(Data supplied)
_ _ _ _ _
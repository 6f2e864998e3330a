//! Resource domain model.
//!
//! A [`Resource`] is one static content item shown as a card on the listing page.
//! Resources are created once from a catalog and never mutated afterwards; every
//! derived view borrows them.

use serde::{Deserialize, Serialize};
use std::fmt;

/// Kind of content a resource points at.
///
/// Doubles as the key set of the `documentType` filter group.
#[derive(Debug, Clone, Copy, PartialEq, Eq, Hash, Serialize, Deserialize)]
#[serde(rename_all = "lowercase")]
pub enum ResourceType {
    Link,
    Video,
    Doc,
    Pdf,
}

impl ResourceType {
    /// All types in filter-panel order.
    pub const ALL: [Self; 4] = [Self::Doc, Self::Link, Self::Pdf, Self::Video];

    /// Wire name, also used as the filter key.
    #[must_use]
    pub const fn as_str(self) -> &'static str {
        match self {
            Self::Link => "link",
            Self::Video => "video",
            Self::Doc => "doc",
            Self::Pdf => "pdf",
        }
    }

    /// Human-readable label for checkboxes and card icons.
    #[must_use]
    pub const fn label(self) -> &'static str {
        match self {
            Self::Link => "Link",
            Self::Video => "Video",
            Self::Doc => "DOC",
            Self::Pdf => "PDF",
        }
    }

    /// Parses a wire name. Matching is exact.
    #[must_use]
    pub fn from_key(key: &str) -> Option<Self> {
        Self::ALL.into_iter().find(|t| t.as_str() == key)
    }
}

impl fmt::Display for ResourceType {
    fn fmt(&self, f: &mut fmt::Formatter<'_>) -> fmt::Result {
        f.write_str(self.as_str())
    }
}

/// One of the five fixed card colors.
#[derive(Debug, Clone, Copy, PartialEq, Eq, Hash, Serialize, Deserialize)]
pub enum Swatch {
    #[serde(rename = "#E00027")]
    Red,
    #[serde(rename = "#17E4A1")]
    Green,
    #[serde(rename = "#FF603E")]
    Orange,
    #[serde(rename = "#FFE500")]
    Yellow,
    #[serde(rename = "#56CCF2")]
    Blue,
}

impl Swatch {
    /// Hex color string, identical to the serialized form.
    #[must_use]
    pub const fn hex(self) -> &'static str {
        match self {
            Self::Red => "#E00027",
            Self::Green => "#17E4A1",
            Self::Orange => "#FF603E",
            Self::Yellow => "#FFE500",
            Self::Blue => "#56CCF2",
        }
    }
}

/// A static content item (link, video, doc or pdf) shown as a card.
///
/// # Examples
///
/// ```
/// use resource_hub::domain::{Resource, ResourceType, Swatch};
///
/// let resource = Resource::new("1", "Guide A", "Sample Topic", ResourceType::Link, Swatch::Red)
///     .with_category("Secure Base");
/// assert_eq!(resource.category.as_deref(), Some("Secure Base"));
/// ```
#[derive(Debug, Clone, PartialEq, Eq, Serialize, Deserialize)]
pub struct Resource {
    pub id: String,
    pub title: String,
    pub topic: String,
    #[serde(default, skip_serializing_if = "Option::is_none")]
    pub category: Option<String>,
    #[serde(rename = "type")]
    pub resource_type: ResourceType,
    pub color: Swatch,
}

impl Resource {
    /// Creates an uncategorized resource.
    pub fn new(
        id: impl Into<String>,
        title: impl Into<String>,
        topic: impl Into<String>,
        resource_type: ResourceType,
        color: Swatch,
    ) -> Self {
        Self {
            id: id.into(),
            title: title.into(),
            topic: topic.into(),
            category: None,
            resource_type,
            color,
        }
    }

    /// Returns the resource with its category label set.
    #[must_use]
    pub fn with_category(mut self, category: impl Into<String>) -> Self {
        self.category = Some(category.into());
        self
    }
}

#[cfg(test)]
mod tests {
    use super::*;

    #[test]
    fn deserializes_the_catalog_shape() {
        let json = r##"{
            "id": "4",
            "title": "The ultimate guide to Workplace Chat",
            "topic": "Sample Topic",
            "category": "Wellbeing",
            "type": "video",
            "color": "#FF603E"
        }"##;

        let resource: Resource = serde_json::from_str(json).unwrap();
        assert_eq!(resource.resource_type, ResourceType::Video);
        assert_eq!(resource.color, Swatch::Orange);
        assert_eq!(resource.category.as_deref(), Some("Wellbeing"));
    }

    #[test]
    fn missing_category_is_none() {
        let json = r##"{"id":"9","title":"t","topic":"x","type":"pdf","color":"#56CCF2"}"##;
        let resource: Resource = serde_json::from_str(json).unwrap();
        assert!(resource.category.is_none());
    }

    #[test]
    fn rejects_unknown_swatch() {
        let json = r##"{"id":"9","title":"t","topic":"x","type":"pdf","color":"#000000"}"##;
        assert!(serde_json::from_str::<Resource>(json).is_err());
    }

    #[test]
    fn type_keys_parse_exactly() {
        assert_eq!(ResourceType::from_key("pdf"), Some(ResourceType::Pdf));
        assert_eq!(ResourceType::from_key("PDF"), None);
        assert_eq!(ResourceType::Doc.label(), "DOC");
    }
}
_ _ _ _ _
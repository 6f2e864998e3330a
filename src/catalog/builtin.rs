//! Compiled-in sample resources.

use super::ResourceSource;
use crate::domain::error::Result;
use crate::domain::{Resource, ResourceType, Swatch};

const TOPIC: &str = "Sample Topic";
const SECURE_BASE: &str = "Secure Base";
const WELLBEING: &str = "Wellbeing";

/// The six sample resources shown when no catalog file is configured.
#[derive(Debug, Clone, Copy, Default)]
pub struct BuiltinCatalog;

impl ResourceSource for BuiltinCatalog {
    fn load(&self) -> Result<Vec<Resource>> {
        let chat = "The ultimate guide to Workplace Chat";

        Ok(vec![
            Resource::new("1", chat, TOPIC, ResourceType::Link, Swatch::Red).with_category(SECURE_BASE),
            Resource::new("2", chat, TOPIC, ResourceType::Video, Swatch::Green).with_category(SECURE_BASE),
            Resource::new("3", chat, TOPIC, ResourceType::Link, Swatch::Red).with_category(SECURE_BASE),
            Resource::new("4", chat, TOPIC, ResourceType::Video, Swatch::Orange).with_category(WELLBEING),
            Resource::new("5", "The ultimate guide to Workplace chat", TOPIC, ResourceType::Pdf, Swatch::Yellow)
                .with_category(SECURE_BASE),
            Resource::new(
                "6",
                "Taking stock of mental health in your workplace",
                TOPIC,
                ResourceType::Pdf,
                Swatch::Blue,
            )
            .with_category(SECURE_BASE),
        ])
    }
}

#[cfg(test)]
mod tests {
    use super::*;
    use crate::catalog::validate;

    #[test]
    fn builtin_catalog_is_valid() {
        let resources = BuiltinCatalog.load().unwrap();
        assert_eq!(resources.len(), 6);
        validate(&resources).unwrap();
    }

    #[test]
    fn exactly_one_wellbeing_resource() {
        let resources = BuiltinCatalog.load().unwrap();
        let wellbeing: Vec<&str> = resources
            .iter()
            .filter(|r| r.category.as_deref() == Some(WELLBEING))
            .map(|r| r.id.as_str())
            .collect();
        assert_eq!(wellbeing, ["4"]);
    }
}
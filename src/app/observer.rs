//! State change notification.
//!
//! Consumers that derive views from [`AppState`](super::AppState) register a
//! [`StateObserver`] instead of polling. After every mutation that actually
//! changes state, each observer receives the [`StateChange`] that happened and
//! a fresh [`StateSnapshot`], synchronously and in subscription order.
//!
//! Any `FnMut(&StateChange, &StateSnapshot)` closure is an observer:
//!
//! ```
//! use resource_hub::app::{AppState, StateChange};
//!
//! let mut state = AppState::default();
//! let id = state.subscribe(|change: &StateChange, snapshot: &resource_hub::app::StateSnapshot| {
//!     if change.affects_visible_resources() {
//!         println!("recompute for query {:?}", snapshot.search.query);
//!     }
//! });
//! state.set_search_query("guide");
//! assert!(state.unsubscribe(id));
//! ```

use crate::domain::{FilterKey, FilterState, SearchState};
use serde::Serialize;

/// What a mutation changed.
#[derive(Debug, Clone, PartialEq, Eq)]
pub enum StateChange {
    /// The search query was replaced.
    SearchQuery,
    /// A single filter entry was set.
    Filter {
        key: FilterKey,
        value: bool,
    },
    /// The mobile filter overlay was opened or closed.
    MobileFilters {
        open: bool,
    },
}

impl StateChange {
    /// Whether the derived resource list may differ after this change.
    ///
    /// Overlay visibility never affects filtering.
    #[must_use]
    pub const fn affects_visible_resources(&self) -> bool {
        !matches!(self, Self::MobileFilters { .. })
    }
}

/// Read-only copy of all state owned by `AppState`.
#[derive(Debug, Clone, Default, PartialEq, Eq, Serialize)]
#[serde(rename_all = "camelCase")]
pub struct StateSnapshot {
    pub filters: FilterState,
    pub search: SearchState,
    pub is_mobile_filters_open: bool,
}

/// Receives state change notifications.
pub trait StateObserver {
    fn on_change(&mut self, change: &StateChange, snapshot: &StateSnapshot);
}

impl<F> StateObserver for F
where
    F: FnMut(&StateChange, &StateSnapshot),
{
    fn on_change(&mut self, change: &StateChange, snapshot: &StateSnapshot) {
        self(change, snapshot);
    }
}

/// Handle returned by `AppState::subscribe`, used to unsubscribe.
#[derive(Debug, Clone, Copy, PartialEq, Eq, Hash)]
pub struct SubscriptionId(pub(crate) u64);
_ _ _ _ _
(Directions) In the listing above, transcribe exactly everything from the line containing "#[derive(Debug, Clone, Copy, PartialEq, Eq, Hash)]" down to the line containing "pub struct SubscriptionId(pub(crate) u64);", including both and nothing more.

(Solved problem)
#[derive(Debug, Clone, Copy, PartialEq, Eq, Hash)]
pub struct SubscriptionId(pub(crate) u64);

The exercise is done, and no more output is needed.